I considered commenting on any one of the books as September's book, much as I did with Douglas Adams back in 2012, but ultimately decided against it for the following reasons:
- So much has been written on The Gormenghast Trilogy I'm not sure what I could reasonably add. That said,the fantasy and world-building lend themselves to longer-form speculation rather than the couple paragraphs I wrote to acknowledge that I once, indeed, read Bleak House in a week.
- Which book would I have picked? Unlike the Hitchhiker series, there's such a tight narrative to The Gormenghast Trilogy I could not have possibly picked one book without mentioning the others. Simply reading the first, Titus Groan, and then not the others would have been the greatest disservice of all considering the loose ends every (surviving) character faces between Titus Groan and Gormenghast.
- Peake is such a master of setting and character that any detailed review of the entire trilogy would either be hopelessly long or a personal reflection. This blog is proud to reserve "hopelessly long" for the painstaking analysis only PUAs or exploitative TV shows can inspire, and this entry is something of a personal reflection.
The 2015 reader is lulled into a false sense of security in light of how Peake influenced so many later works, and how Peake's character archetypes pop up in the weirdest places (like this latter-day Cora and Clarice). Expecting a cozy fireside story of where various fantasy tropes originated, the reader is instead legitimately surprised at every turn. In Titus Groan and Gormenghast, Peake knocks off characters in ways that would make George R. R. Martin blush. (Accidental drowning while considering suicide, and sudden out-of-nowhere lightning bolt-inflicted death, are the two... best?)
Steerpike is the most enigmatic character of all, starting as a hero in Titus Groan before becoming a serial killer during Gormenghast. I take issue with the many reviews claiming Steerpike was evil all along; before his calamitous forays into fire, he seems to care about Fuchsia at least somewhat, is thankful for what Prunesquallor does for him, and Peake's consistent mentioning of Steerpike's lack of empathy seems unrealistic. That he does all he can for himself should be a given when considering the kitchens he flees and his general lack of resources at the outset. It is obvious by the middle of Gormenghast that Steerpike has become a villain, but the transformation in Steerpike's psyche over the preceding 400 or so pages make him, in my opinion, one of the best characters ever written. That he appears on the cover of the edition I read is, after reading the trilogy, no surprise.
Where I start this speculation, though, is a few short pages after Titus murders Steerpike via multiple stab wounds. Nothing like the two main characters on a collision course, is there?

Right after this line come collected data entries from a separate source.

use regex::Regex;
use tracing::{debug, warn};

use crate::config::ClientConfig;
use crate::error::Error;
use crate::result::{run_operation, Result, ResultExt};
use crate::traits::ShellExec;
use crate::types::AddressCandidate;
use crate::validate;

/// Resolve the device's usable IPv4 address. Strategies run in a fixed
/// order, each one only after every previous one failed; the first success
/// wins. Every strategy failure is logged before falling through, and the
/// last strategy's failure is what surfaces when all four exhaust.
pub(crate) fn resolve_ip_address<T: ShellExec>(shell: &T, config: &ClientConfig) -> Result<String> {
	run_operation("resolve ip address", || {
		route_table(shell, config)
			.on_error(|err| warn!("route table strategy failed: {err}"))
			.or_else(|_| interfaces(shell, config).on_error(|err| warn!("interface strategy failed: {err}")))
			.or_else(|_| netcfg(shell, config).on_error(|err| warn!("netcfg strategy failed: {err}")))
			.or_else(|_| ifconfig(shell, config).on_error(|err| warn!("ifconfig strategy failed: {err}")))
	})
}

/// `ip route` lists one line per route; lines carrying both a `dev` and a
/// `src` column yield candidates, and the best interface wins.
fn route_table<T: ShellExec>(shell: &T, config: &ClientConfig) -> Result<String> {
	let output = shell.shell_output(&["ip", "route"], config.command_timeout)?;
	if output.trim().is_empty() {
		return Err(Error::parse("empty ip route output", output));
	}

	let candidates = route_candidates(&output, &config.route_pattern);
	match select_candidate(&candidates) {
		Some(candidate) => {
			debug!("address found via ip route: {} on {}", candidate.ip, candidate.interface);
			Ok(candidate.ip.clone())
		}
		None => Err(Error::parse("no usable address in ip route output", output)),
	}
}

/// Extract every usable `(interface, ip)` pair, in output order.
pub(crate) fn route_candidates(output: &str, pattern: &Regex) -> Vec<AddressCandidate> {
	output
		.lines()
		.filter_map(|line| {
			let captures = pattern.captures(line)?;
			let candidate = AddressCandidate {
				interface: captures[1].to_string(),
				ip: captures[2].to_string(),
			};
			validate::is_usable_ip_address(&candidate.ip).then_some(candidate)
		})
		.collect()
}

/// Lowest priority wins; on equal priority the first-seen candidate is kept.
pub(crate) fn select_candidate(candidates: &[AddressCandidate]) -> Option<&AddressCandidate> {
	let mut selected: Option<&AddressCandidate> = None;
	for candidate in candidates {
		if selected.map_or(true, |best| candidate.priority() < best.priority()) {
			selected = Some(candidate);
		}
	}
	selected
}

/// Probe each configured Wi-Fi interface in order and return the first
/// usable address.
fn interfaces<T: ShellExec>(shell: &T, config: &ClientConfig) -> Result<String> {
	for name in &config.wifi_interfaces {
		let result = interface_address(shell, config, name)
			.on_error(|err| debug!("interface {name} probe failed: {err}"));
		if result.is_ok() {
			return result;
		}
	}
	Err(Error::NoUsableAddressError(format!(
		"no address on interfaces {:?}",
		config.wifi_interfaces
	)))
}

fn interface_address<T: ShellExec>(shell: &T, config: &ClientConfig, name: &str) -> Result<String> {
	let output = shell.shell_output(
		&[
			"ip", "-f", "inet", "addr", "show", name,
		],
		config.command_timeout,
	)?;
	if output.trim().is_empty() || output.contains("does not exist") {
		return Err(Error::parse(format!("interface {name} does not exist or has no output"), output));
	}

	let captures = config
		.inet_pattern
		.captures(&output)
		.ok_or_else(|| Error::parse(format!("no inet address on interface {name}"), output.clone()))?;
	let ip = captures[1].to_string();
	if validate::is_usable_ip_address(&ip) {
		debug!("address found on interface {name}: {ip}");
		Ok(ip)
	} else {
		Err(Error::NoUsableAddressError(ip))
	}
}

/// Legacy fallback for old devices that still ship `netcfg`.
fn netcfg<T: ShellExec>(shell: &T, config: &ClientConfig) -> Result<String> {
	let output = shell.shell_output(&["netcfg"], config.command_timeout)?;
	if output.trim().is_empty() {
		return Err(Error::parse("empty netcfg output", output));
	}

	let captures = config
		.netcfg_pattern
		.captures(&output)
		.ok_or_else(|| Error::parse("no address in netcfg output", output.clone()))?;
	let ip = captures[1].to_string();
	if validate::is_usable_ip_address(&ip) {
		debug!("address found via netcfg: {ip}");
		Ok(ip)
	} else {
		Err(Error::NoUsableAddressError(ip))
	}
}

/// Last resort: `ifconfig wlan0`, present on some vendor builds where the
/// `ip` tool is missing.
fn ifconfig<T: ShellExec>(shell: &T, config: &ClientConfig) -> Result<String> {
	let output = shell.shell_output(&["ifconfig", "wlan0"], config.command_timeout)?;
	if output.trim().is_empty() || output.contains("not found") {
		return Err(Error::parse("ifconfig wlan0 not found or has no output", output));
	}

	let captures = config
		.ifconfig_pattern
		.captures(&output)
		.ok_or_else(|| Error::parse("no address in ifconfig output", output.clone()))?;
	let ip = captures[1].to_string();
	if validate::is_usable_ip_address(&ip) {
		debug!("address found via ifconfig: {ip}");
		Ok(ip)
	} else {
		Err(Error::NoUsableAddressError(ip))
	}
}

#[cfg(test)]
mod test {
	use crate::config::ClientConfig;
	use crate::net::{resolve_ip_address, route_candidates, select_candidate};
	use crate::test::test::{init_log, FakeShell};
	use crate::types::AddressCandidate;

	#[test]
	fn test_route_table_strategy() {
		init_log();
		let shell = FakeShell::default()
			.with_response("ip route", "192.168.1.0/24 dev wlan0 proto kernel scope link src 192.168.1.20");
		let config = ClientConfig::default();

		let ip = resolve_ip_address(&shell, &config).expect("expected address");
		assert_eq!("192.168.1.20", ip);
		assert_eq!(vec!["ip route".to_string()], shell.calls());
	}

	#[test]
	fn test_route_table_prefers_wlan() {
		init_log();
		let output = "10.32.0.0/16 dev rmnet_data0 proto kernel scope link src 10.32.14.2\n\
			192.168.1.0/24 dev eth0 proto kernel scope link src 192.168.1.7\n\
			192.168.1.0/24 dev wlan0 proto kernel scope link src 192.168.1.20";
		let shell = FakeShell::default().with_response("ip route", output);
		let config = ClientConfig::default();

		let ip = resolve_ip_address(&shell, &config).expect("expected address");
		assert_eq!("192.168.1.20", ip);
	}

	#[test]
	fn test_route_table_tie_keeps_first_seen() {
		let config = ClientConfig::default();
		let output = "192.168.1.0/24 dev wlan1 proto kernel scope link src 192.168.1.30\n\
			192.168.2.0/24 dev wlan0 proto kernel scope link src 192.168.2.40";
		let candidates = route_candidates(output, &config.route_pattern);
		assert_eq!(2, candidates.len());

		let selected = select_candidate(&candidates).expect("expected candidate");
		assert_eq!("wlan1", selected.interface);
		assert_eq!("192.168.1.30", selected.ip);
	}

	#[test]
	fn test_route_table_rejects_unusable_candidates() {
		let config = ClientConfig::default();
		let output = "0.0.0.0/0 dev wlan0 proto kernel scope link src 0.0.0.0\n\
			169.254.0.0/16 dev wlan0 proto kernel scope link src 169.254.17.5\n\
			192.168.1.0/24 dev rmnet_data1 proto kernel scope link src 10.32.14.2";
		let candidates = route_candidates(output, &config.route_pattern);
		assert_eq!(1, candidates.len());
		assert_eq!("rmnet_data1", candidates[0].interface);
	}

	#[test]
	fn test_interface_strategy_after_route_failure() {
		init_log();
		let shell = FakeShell::default()
			.with_response("ip route", "")
			.with_response("ip -f inet addr show wlan0", "Device \"wlan0\" does not exist.")
			.with_response(
				"ip -f inet addr show wlan1",
				"5: wlan1: <BROADCAST,MULTICAST,UP>\n    inet 10.0.0.5/24 brd 10.0.0.255 scope global wlan1",
			);
		let config = ClientConfig::default();

		let ip = resolve_ip_address(&shell, &config).expect("expected address");
		assert_eq!("10.0.0.5", ip);
		assert_eq!(
			vec![
				"ip route".to_string(),
				"ip -f inet addr show wlan0".to_string(),
				"ip -f inet addr show wlan1".to_string(),
			],
			shell.calls()
		);
	}

	#[test]
	fn test_netcfg_strategy() {
		init_log();
		let shell = FakeShell::default()
			.with_response("ip route", "")
			.with_response("ip -f inet addr show wlan0", "")
			.with_response("ip -f inet addr show wlan1", "")
			.with_response("ip -f inet addr show eth0", "")
			.with_response(
				"netcfg",
				"lo       UP 127.0.0.1/8   0x00000049\nwlan0    UP 192.168.1.100/24 0x00001043",
			);
		let config = ClientConfig::default();

		let ip = resolve_ip_address(&shell, &config).expect("expected address");
		assert_eq!("192.168.1.100", ip);
	}

	#[test]
	fn test_ifconfig_strategy_is_last() {
		init_log();
		let shell = FakeShell::default()
			.with_response("ifconfig wlan0", "wlan0: inet addr:192.168.1.33  Bcast:192.168.1.255");
		let config = ClientConfig::default();

		let ip = resolve_ip_address(&shell, &config).expect("expected address");
		assert_eq!("192.168.1.33", ip);
		// everything before ifconfig was still attempted, in order
		assert_eq!(
			vec![
				"ip route".to_string(),
				"ip -f inet addr show wlan0".to_string(),
				"ip -f inet addr show wlan1".to_string(),
				"ip -f inet addr show eth0".to_string(),
				"netcfg".to_string(),
				"ifconfig wlan0".to_string(),
			],
			shell.calls()
		);
	}

	#[test]
	fn test_all_strategies_exhaust() {
		init_log();
		let shell = FakeShell::default();
		let config = ClientConfig::default();

		let err = resolve_ip_address(&shell, &config).expect_err("expected failure");
		let message = err.to_string();
		assert!(message.starts_with("resolve ip address:"), "unexpected message: {message}");

		let calls = shell.calls();
		assert!(calls.contains(&"ip route".to_string()));
		assert!(calls.contains(&"ip -f inet addr show eth0".to_string()));
		assert!(calls.contains(&"netcfg".to_string()));
		assert!(calls.contains(&"ifconfig wlan0".to_string()));
		assert_eq!(6, calls.len());
	}

	#[test]
	fn test_link_local_rejected_everywhere() {
		init_log();
		let shell = FakeShell::default()
			.with_response("ip route", "169.254.0.0/16 dev wlan0 proto kernel scope link src 169.254.17.5")
			.with_response(
				"ip -f inet addr show wlan0",
				"4: wlan0: <BROADCAST,MULTICAST,UP>\n    inet 169.254.17.5/16 scope global wlan0",
			)
			.with_response("ip -f inet addr show wlan1", "")
			.with_response("ip -f inet addr show eth0", "")
			.with_response("netcfg", "wlan0    UP 169.254.17.5/16 0x00001043")
			.with_response("ifconfig wlan0", "wlan0: inet addr:169.254.17.5  Bcast:169.254.255.255");
		let config = ClientConfig::default();

		resolve_ip_address(&shell, &config).expect_err("link-local must never resolve");
	}

	#[test]
	fn test_priority_ordering() {
		let candidate = |interface: &str| AddressCandidate {
			interface: interface.to_string(),
			ip: "192.168.1.1".to_string(),
		};
		assert_eq!(0, candidate("wlan0").priority());
		assert_eq!(0, candidate("wlan12").priority());
		assert_eq!(1, candidate("rmnet_data3").priority());
		assert_eq!(2, candidate("eth0").priority());
		assert_eq!(3, candidate("lo").priority());
		assert_eq!(3, candidate("rmnet0").priority());
	}
}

Titus Alone is the strangest book I have ever read. For why Titus Alone is so strange, David Louis Edelman's introduction puts it wonderfully:
In the last words of Gormenghast, Peake writes that “Titus rode out of his world.” Who would have imagined that Peake meant it literally? Titus Groan and Gormenghast take place in some undefined location in what seems to be a pre-Industrial setting. But in Titus Alone, there are flying mechanical needles, death rays, and a factory filled with mysterious bad smells. Muzzlehatch drives a car, Cheeta rides in a helicopter, and Cheeta’s scientist father talks to his subordinates through a videoconferencing system. Crabcalf informs us that someone or something named “Molusk” has recently circled the moon. (A successor to Sputnik?) All this technology implies that the novel takes place in the near future, yet nobody Titus encounters has heard of Gormenghast. Gormenghast, a castle so enormous that you can wander its rooftops for days without seeing the end of it.
Unmentioned above: The only noted use of the death ray was to destroy a zoo, killing all the animals, for no discernible reason other than for science, leading to the zookeeper going on a murderous rampage in the name of revenge. This same zookeeper caught Titus sleeping with his ex-lover but then, shortly after, invited Titus over for drinks and then laughed about the whole thing.
Gormenghast Castle is situated in what approximates 18th-century Europe. To be transported to the world described above without any warning is indescribable. My first reaction was to think Titus had been transported to contemporary 1959 London, which would have made Titus Alone a reverse Connecticut Yankee in King Arthur's Court. (Or, if you're extra-cynical, a proto-Crocodile Dundee in Los Angeles.) Titus suddenly starts using contemporary British slang, such as phrases like "bloody", and, defying all conventional logic, barely seems surprised by what he sees. Titus Alone's plot is what may as well a series of random events.
A curious exchange shows how dense Titus appears to the locals of Titus Alone occurs while he is in the courtroom. Titus correctly explains to the rightfully befuddled judge that his father "was eaten by owls" (812). The next time Titus speaks with the judge, the following ensues:
JUDGE: "You have told us of your father's death. What of your mother?"
TITUS: "She was a woman." [attributions mine]
Again, Titus Alone is completely unexpected, even from page to page.
While reading Titus Groan, however, I had a distinctly different idea of how Titus Alone would proceed...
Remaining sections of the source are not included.